Norgate gave vegetarianism a “whirl” in the ’70s, but didn’t keep it up. It was her experience with pets that made her rethink her relationship with animals.
A pet cockatiel soon turned her off poultry, while a longtime canine companion made her see four-legged animals in a different light. She now describes herself as “75-per-cent vegan,” but it wasn’t an easy change.
“I love comfort food, I love pizza with pepperoni, I love bacon. I love all that stuff but I’ve given it up because I want to make a small sacrifice. I sleep better at night, too, I really do. Because I was really torn,” Norgate said.
“I was kind of split. I was finding it harder and harder to stay asleep around what was happening to these creatures that I was eating. I knew too much. I started to know too much and once you wake up you don’t want to go back to sleep because I fought really hard to wake up.”
From Friday, Aug. 10 to Sunday, Aug. 12 Norgate and a team of vegetarian and vegan artists from Gabriola Island and Nanaimo are presenting an art exhibition that reflects their views of humanity’s relationship with animals.
The show, Fork Off: Animals, Art and Advocacy, takes place at the Gabriola Arts and Heritage Centre from Aug. 10 to 12. The exhibition is sponsored by Gabriola’s Vegeteers, an animal advocacy group on the island.
Participating artists are Elsa Bluethner, Dianna Bonder, Tammy Hudgeon, Caroline James, Leslie Norgate, Carole Reid, Zena Rogak and Mia Tremblay.
Norgate recruited the artists and didn’t give them any instructions on what to create.

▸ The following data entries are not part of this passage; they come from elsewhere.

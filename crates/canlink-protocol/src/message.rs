//! Typed message encoding.
//!
//! Each application message type binds a payload type tag and a fixed field
//! layout. Encoding is explicit: fields are written in declaration order
//! with little-endian integer encoding, so the wire format is exactly what
//! the implementation writes — in-memory struct layout, padding, and
//! platform endianness never leak onto the bus.

use crate::error::ProtocolError;

/// A fixed-layout message that can travel over the bus.
///
/// `ENCODED_LEN` is the exact number of bytes [`BusMessage::encode`]
/// produces. [`BusMessage::decode`] must accept any buffer of at least that
/// length and ignore trailing bytes; shorter buffers fail with
/// [`ProtocolError::PayloadTooShort`].
///
/// Messages of 1-8 encoded bytes are transmitted as one frame; longer ones
/// (up to 255 bytes) are fragmented and acknowledged end-to-end.
pub trait BusMessage: Sized {
    /// Payload type tag, 0-6. Tag 7 is reserved for acknowledgment frames
    /// and cannot carry application messages.
    const TYPE_TAG: u8;

    /// Exact encoded length in bytes.
    const ENCODED_LEN: usize;

    /// Serialize to the wire layout.
    fn encode(&self) -> Vec<u8>;

    /// Deserialize from the wire layout.
    fn decode(data: &[u8]) -> Result<Self, ProtocolError>;
}

/// Length guard for [`BusMessage::decode`] implementations.
pub fn ensure_payload_len(data: &[u8], expected: usize) -> Result<(), ProtocolError> {
    if data.len() < expected {
        return Err(ProtocolError::PayloadTooShort {
            expected,
            actual: data.len(),
        });
    }
    Ok(())
}
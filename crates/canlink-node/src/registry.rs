//! Type-keyed dispatch of completed messages.

use std::collections::HashMap;
use std::sync::Arc;

use canlink_protocol::{BusMessage, ACK_TYPE_TAG, TYPE_TAG_MASK};

use crate::error::RegistryError;

pub(crate) type Handler = Arc<dyn Fn(&[u8]) + Send + Sync>;

/// Maps payload type tags to decode-and-invoke handlers.
///
/// Registration replaces any previous handler for the tag. Dispatching an
/// unregistered tag is not an error: on a shared bus, most nodes care about
/// a subset of message kinds and ignore the rest.
#[derive(Default)]
pub(crate) struct HandlerRegistry {
    handlers: HashMap<u8, Handler>,
}

impl HandlerRegistry {
    pub fn new() -> Self {
        HandlerRegistry::default()
    }

    /// Bind `M`'s type tag to `handler`.
    ///
    /// The stored closure drops payloads shorter than `M::ENCODED_LEN` or
    /// failing to decode, without invoking `handler`.
    pub fn register<M, F>(&mut self, handler: F) -> Result<(), RegistryError>
    where
        M: BusMessage,
        F: Fn(M) + Send + Sync + 'static,
    {
        let tag = M::TYPE_TAG & TYPE_TAG_MASK;
        if tag == ACK_TYPE_TAG {
            return Err(RegistryError::ReservedTypeTag(tag));
        }
        let decode_and_invoke = move |data: &[u8]| {
            if data.len() < M::ENCODED_LEN {
                log::debug!(
                    "payload for tag {} too short: {} < {}",
                    tag,
                    data.len(),
                    M::ENCODED_LEN
                );
                return;
            }
            match M::decode(data) {
                Ok(message) => handler(message),
                Err(err) => log::debug!("undecodable payload for tag {}: {}", tag, err),
            }
        };
        self.handlers.insert(tag, Arc::new(decode_and_invoke));
        Ok(())
    }

    /// Look up the handler for `tag`, if any.
    pub fn handler(&self, tag: u8) -> Option<Handler> {
        self.handlers.get(&tag).cloned()
    }
}
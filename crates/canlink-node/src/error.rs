//! Node error types.

use canlink_protocol::ProtocolError;
use thiserror::Error;

use crate::bus::BusError;

/// Errors surfaced by [`crate::CanNode::send`].
#[derive(Error, Debug, Clone, PartialEq, Eq)]
pub enum SendError {
    /// The message could not be encoded into frames.
    #[error("protocol error: {0}")]
    Protocol(#[from] ProtocolError),

    /// The bus driver rejected a frame. Not retried at this layer.
    #[error("transport error: {0}")]
    Transport(#[from] BusError),

    /// Every transmission attempt went unacknowledged.
    #[error("no acknowledgment for tag {type_tag} from address {address}")]
    AckTimeout {
        /// Type tag of the unacknowledged message.
        type_tag: u8,
        /// Address the message was sent to.
        address: u8,
    },
}

/// Errors from handler registration.
#[derive(Error, Debug, Clone, PartialEq, Eq)]
pub enum RegistryError {
    /// The tag is reserved for acknowledgment frames and cannot carry
    /// application handlers.
    #[error("type tag {0} is reserved for acknowledgment frames")]
    ReservedTypeTag(u8),
}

She calls it a “potluck.”
“I trust it will hang together because there’s something in the intention of this show that binds it together,” she said.
She said she hopes the show and her artist talk on Aug. 11 will reach dietary omnivores without shaming them for their eating habits.
“I hope we’re not just preaching to the choir … but I think it will have an impact on people. I certainly want my talk to,” Norgate said.
“My talk is very personal. It’s about my relationship with animals. I’m not trying to be an advocate or site statistics.”
WHAT’S ON … Fork Off: Animals, Art and Advocacy comes to the Gabriola Arts and Heritage Centre, 476 South Rd., on Friday, Aug. 10 from 7 to 9 p.m. and Saturday and Sunday, Aug. 11 and 12 from 11 a.m. to 5 p.m. Artist talk with Sheila Norgate on Aug. 11 at 2:30 p.m.